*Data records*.
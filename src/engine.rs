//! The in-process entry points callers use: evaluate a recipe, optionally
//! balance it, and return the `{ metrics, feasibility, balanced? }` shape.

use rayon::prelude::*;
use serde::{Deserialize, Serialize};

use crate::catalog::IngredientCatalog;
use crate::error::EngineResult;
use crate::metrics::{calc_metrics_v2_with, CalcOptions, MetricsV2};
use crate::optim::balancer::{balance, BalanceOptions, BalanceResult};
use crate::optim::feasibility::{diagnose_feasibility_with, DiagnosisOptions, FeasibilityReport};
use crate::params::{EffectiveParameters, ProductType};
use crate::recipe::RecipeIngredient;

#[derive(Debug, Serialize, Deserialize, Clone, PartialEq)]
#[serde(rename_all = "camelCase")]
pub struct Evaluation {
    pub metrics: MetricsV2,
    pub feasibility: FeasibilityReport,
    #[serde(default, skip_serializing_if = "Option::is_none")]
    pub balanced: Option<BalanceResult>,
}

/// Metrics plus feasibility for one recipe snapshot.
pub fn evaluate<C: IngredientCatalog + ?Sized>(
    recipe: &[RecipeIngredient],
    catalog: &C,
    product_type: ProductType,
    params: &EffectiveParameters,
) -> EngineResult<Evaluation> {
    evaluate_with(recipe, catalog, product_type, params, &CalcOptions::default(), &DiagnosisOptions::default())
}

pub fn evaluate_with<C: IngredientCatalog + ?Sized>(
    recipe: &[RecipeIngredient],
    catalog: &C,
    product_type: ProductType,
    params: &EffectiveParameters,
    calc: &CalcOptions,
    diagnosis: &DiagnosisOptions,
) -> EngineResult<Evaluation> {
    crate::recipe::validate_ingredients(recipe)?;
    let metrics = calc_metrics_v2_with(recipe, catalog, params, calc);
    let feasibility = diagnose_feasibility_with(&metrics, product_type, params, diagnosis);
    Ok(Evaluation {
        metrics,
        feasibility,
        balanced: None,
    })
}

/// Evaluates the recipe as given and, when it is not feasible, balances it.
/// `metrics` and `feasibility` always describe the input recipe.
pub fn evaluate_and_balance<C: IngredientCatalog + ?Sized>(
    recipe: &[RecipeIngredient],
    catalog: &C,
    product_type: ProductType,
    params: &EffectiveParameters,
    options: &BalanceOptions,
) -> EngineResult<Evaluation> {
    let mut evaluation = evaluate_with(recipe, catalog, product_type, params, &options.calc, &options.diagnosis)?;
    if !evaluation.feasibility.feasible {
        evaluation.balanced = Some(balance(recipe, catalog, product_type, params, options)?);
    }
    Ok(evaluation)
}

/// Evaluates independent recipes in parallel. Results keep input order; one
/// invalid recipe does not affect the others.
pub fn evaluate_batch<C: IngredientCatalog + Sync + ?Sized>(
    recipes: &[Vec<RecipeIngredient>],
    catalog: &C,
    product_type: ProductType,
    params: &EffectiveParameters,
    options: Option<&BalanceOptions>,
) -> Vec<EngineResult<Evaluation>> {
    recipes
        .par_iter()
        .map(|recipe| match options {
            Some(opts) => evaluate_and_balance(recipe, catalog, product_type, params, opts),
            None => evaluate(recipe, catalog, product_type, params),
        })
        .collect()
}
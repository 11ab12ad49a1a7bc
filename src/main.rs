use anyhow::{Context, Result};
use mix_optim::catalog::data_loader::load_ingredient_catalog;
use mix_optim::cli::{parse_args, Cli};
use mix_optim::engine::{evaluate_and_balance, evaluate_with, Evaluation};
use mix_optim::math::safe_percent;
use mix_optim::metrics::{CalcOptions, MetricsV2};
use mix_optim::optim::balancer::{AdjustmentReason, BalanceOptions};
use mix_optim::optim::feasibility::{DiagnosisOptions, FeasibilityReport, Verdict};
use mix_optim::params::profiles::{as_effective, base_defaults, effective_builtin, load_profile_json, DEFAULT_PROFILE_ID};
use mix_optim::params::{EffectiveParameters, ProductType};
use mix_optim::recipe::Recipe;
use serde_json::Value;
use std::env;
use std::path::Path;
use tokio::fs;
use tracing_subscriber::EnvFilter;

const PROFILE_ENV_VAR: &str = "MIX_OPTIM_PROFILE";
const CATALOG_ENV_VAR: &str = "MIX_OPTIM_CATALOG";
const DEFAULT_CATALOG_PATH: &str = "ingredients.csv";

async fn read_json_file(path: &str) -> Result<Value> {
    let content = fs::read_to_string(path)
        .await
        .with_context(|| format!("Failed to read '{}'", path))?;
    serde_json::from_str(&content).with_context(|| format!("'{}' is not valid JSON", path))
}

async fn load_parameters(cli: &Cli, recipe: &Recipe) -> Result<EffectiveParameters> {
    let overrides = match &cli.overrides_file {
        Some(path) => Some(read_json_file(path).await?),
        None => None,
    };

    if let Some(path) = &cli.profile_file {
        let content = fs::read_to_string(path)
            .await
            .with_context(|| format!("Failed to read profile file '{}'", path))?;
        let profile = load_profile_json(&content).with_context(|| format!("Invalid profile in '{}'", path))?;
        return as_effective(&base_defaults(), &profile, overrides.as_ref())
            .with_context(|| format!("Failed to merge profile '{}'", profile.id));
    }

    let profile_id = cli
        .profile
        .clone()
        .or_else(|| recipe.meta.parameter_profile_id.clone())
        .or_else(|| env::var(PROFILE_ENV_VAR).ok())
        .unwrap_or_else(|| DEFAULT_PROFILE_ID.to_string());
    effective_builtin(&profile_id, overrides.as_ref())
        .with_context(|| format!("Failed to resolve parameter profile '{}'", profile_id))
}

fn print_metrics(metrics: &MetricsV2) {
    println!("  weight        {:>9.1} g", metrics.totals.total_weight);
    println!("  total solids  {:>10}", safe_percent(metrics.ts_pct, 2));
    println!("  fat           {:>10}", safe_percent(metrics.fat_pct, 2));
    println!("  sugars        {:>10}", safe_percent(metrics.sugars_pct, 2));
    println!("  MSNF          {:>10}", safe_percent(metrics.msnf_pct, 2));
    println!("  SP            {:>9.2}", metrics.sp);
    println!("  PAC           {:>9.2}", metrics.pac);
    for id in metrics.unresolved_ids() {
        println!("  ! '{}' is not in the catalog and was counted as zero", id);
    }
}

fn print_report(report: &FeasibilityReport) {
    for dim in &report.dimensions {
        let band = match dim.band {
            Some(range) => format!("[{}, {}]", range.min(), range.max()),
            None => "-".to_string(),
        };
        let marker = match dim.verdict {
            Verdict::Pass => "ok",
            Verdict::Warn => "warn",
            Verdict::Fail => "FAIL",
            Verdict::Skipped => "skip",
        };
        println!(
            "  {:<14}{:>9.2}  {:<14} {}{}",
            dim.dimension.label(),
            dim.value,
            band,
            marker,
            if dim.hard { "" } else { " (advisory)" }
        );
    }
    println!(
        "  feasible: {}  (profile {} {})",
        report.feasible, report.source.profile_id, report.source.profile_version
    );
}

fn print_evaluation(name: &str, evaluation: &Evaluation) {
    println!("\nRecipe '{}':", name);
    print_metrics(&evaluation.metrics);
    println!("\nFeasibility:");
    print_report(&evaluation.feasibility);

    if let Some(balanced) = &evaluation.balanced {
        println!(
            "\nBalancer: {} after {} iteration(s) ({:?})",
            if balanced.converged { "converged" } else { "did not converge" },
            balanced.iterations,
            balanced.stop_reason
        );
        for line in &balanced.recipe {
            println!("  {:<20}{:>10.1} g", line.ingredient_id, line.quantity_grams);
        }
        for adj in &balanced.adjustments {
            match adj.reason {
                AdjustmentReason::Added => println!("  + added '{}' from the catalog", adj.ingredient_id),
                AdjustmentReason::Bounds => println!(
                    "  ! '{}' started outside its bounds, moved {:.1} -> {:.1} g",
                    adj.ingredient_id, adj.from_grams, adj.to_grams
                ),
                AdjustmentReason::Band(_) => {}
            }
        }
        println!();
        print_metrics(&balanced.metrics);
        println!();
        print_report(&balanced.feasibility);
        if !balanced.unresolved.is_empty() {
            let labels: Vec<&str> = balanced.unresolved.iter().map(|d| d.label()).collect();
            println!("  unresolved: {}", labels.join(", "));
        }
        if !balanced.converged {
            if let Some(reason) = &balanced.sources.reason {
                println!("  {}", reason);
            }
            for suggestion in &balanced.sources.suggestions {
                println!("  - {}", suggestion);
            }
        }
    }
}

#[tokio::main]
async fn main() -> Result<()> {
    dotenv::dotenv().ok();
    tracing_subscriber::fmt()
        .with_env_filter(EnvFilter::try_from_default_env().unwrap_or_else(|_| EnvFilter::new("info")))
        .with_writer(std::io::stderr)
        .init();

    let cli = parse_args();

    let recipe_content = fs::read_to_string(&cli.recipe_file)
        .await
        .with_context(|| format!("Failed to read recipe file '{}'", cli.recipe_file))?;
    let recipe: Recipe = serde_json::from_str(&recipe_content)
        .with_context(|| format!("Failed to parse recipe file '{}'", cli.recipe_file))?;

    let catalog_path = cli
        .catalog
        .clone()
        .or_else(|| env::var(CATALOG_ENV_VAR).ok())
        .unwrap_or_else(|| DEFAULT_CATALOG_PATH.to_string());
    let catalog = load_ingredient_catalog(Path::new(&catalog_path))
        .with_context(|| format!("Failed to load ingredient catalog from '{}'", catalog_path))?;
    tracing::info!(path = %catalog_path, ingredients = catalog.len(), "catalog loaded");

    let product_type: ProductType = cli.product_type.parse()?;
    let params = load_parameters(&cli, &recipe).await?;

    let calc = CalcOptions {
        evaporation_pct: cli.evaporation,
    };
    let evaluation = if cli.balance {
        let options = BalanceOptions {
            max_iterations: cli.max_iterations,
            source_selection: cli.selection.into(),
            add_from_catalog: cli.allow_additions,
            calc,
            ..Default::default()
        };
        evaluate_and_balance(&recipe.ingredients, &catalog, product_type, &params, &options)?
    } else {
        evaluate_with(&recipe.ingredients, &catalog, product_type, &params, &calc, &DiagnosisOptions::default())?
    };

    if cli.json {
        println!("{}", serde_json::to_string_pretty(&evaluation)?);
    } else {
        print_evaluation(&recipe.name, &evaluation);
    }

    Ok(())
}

*WHAT YOU HAVE TO DO*.
Every line that holds the word "BalanceOptions" should be copied from the records above.

*ANSWER TO THIS EXERCISE*.
use crate::optim::balancer::{balance, BalanceOptions, BalanceResult};
    options: &BalanceOptions,
    options: Option<&BalanceOptions>,
use mix_optim::optim::balancer::{AdjustmentReason, BalanceOptions};
        let options = BalanceOptions {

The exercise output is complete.